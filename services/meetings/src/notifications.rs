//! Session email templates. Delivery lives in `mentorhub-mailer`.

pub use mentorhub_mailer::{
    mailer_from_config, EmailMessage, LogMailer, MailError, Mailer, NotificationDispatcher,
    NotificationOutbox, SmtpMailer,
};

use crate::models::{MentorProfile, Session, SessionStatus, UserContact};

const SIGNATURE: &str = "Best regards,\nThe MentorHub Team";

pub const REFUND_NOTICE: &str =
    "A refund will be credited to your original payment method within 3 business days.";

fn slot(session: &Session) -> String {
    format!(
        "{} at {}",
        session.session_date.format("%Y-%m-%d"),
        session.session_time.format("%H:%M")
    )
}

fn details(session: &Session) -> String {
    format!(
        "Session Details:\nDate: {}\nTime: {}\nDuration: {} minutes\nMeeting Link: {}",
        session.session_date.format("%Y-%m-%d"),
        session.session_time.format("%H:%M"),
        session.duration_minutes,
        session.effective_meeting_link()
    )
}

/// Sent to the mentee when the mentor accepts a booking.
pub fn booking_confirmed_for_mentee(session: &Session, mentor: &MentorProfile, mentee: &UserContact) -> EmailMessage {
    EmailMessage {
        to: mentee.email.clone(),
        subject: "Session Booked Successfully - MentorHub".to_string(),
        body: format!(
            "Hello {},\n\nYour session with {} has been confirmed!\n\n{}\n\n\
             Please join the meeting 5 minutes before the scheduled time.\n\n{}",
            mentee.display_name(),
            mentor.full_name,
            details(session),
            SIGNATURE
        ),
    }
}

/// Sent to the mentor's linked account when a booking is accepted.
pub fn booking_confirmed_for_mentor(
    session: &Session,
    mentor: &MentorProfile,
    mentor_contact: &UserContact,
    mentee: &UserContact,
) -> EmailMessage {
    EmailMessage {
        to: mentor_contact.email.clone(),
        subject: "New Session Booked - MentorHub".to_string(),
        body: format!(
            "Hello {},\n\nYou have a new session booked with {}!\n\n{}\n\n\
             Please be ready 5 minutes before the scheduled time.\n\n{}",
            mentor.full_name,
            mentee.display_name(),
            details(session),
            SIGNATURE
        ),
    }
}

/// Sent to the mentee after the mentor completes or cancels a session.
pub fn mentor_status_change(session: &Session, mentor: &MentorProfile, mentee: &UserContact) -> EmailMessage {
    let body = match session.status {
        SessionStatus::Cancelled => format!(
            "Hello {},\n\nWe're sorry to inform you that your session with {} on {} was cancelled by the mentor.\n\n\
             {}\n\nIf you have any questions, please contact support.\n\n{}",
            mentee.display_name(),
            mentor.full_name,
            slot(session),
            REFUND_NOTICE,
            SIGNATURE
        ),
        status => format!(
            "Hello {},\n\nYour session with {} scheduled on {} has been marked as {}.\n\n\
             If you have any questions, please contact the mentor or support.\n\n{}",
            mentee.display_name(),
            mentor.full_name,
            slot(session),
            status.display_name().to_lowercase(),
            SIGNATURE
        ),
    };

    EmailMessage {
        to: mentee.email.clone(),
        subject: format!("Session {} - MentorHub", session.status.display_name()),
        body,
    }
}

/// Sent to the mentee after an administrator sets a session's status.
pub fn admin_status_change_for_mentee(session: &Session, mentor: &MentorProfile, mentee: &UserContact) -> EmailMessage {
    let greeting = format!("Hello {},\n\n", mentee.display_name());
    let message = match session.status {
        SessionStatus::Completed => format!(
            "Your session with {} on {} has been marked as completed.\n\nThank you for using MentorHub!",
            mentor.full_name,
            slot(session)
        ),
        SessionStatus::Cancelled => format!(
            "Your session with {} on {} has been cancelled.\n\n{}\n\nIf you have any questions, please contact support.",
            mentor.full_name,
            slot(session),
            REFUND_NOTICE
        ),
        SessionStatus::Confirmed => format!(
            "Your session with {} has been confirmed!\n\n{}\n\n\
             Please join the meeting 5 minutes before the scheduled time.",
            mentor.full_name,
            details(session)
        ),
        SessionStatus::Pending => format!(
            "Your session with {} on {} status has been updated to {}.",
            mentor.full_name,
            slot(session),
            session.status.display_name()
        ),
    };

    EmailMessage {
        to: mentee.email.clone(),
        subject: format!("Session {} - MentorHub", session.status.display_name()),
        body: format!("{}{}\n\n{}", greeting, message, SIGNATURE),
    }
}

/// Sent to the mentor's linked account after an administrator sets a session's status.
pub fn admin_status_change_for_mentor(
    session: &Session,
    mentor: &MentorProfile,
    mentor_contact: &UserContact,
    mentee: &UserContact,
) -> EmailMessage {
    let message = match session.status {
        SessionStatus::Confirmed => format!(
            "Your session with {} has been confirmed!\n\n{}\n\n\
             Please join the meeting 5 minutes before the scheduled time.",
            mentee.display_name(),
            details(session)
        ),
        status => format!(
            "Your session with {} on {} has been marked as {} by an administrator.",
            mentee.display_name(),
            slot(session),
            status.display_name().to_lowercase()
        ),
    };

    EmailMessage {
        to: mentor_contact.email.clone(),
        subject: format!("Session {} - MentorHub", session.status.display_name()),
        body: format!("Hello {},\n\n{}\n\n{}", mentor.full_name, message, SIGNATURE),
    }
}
--
▸ About this task:
Could you repeat all of the material above exactly?

▸ Written answer:
filename services/meetings/src/notifications.rs
//! Session email templates. Delivery lives in `mentorhub-mailer`.

pub use mentorhub_mailer::{
    mailer_from_config, EmailMessage, LogMailer, MailError, Mailer, NotificationDispatcher,
    NotificationOutbox, SmtpMailer,
};

use crate::models::{MentorProfile, Session, SessionStatus, UserContact};

const SIGNATURE: &str = "Best regards,\nThe MentorHub Team";

pub const REFUND_NOTICE: &str =
    "A refund will be credited to your original payment method within 3 business days.";

fn slot(session: &Session) -> String {
    format!(
        "{} at {}",
        session.session_date.format("%Y-%m-%d"),
        session.session_time.format("%H:%M")
    )
}

fn details(session: &Session) -> String {
    format!(
        "Session Details:\nDate: {}\nTime: {}\nDuration: {} minutes\nMeeting Link: {}",
        session.session_date.format("%Y-%m-%d"),
        session.session_time.format("%H:%M"),
        session.duration_minutes,
        session.effective_meeting_link()
    )
}

/// Sent to the mentee when the mentor accepts a booking.
pub fn booking_confirmed_for_mentee(session: &Session, mentor: &MentorProfile, mentee: &UserContact) -> EmailMessage {
    EmailMessage {
        to: mentee.email.clone(),
        subject: "Session Booked Successfully - MentorHub".to_string(),
        body: format!(
            "Hello {},\n\nYour session with {} has been confirmed!\n\n{}\n\n\
             Please join the meeting 5 minutes before the scheduled time.\n\n{}",
            mentee.display_name(),
            mentor.full_name,
            details(session),
            SIGNATURE
        ),
    }
}

/// Sent to the mentor's linked account when a booking is accepted.
pub fn booking_confirmed_for_mentor(
    session: &Session,
    mentor: &MentorProfile,
    mentor_contact: &UserContact,
    mentee: &UserContact,
) -> EmailMessage {
    EmailMessage {
        to: mentor_contact.email.clone(),
        subject: "New Session Booked - MentorHub".to_string(),
        body: format!(
            "Hello {},\n\nYou have a new session booked with {}!\n\n{}\n\n\
             Please be ready 5 minutes before the scheduled time.\n\n{}",
            mentor.full_name,
            mentee.display_name(),
            details(session),
            SIGNATURE
        ),
    }
}

/// Sent to the mentee after the mentor completes or cancels a session.
pub fn mentor_status_change(session: &Session, mentor: &MentorProfile, mentee: &UserContact) -> EmailMessage {
    let body = match session.status {
        SessionStatus::Cancelled => format!(
            "Hello {},\n\nWe're sorry to inform you that your session with {} on {} was cancelled by the mentor.\n\n\
             {}\n\nIf you have any questions, please contact support.\n\n{}",
            mentee.display_name(),
            mentor.full_name,
            slot(session),
            REFUND_NOTICE,
            SIGNATURE
        ),
        status => format!(
            "Hello {},\n\nYour session with {} scheduled on {} has been marked as {}.\n\n\
             If you have any questions, please contact the mentor or support.\n\n{}",
            mentee.display_name(),
            mentor.full_name,
            slot(session),
            status.display_name().to_lowercase(),
            SIGNATURE
        ),
    };

    EmailMessage {
        to: mentee.email.clone(),
        subject: format!("Session {} - MentorHub", session.status.display_name()),
        body,
    }
}

/// Sent to the mentee after an administrator sets a session's status.
pub fn admin_status_change_for_mentee(session: &Session, mentor: &MentorProfile, mentee: &UserContact) -> EmailMessage {
    let greeting = format!("Hello {},\n\n", mentee.display_name());
    let message = match session.status {
        SessionStatus::Completed => format!(
            "Your session with {} on {} has been marked as completed.\n\nThank you for using MentorHub!",
            mentor.full_name,
            slot(session)
        ),
        SessionStatus::Cancelled => format!(
            "Your session with {} on {} has been cancelled.\n\n{}\n\nIf you have any questions, please contact support.",
            mentor.full_name,
            slot(session),
            REFUND_NOTICE
        ),
        SessionStatus::Confirmed => format!(
            "Your session with {} has been confirmed!\n\n{}\n\n\
             Please join the meeting 5 minutes before the scheduled time.",
            mentor.full_name,
            details(session)
        ),
        SessionStatus::Pending => format!(
            "Your session with {} on {} status has been updated to {}.",
            mentor.full_name,
            slot(session),
            session.status.display_name()
        ),
    };

    EmailMessage {
        to: mentee.email.clone(),
        subject: format!("Session {} - MentorHub", session.status.display_name()),
        body: format!("{}{}\n\n{}", greeting, message, SIGNATURE),
    }
}

/// Sent to the mentor's linked account after an administrator sets a session's status.
pub fn admin_status_change_for_mentor(
    session: &Session,
    mentor: &MentorProfile,
    mentor_contact: &UserContact,
    mentee: &UserContact,
) -> EmailMessage {
    let message = match session.status {
        SessionStatus::Confirmed => format!(
            "Your session with {} has been confirmed!\n\n{}\n\n\
             Please join the meeting 5 minutes before the scheduled time.",
            mentee.display_name(),
            details(session)
        ),
        status => format!(
            "Your session with {} on {} has been marked as {} by an administrator.",
            mentee.display_name(),
            slot(session),
            status.display_name().to_lowercase()
        ),
    };

    EmailMessage {
        to: mentor_contact.email.clone(),
        subject: format!("Session {} - MentorHub", session.status.display_name()),
        body: format!("Hello {},\n\n{}\n\n{}", mentor.full_name, message, SIGNATURE),
    }
}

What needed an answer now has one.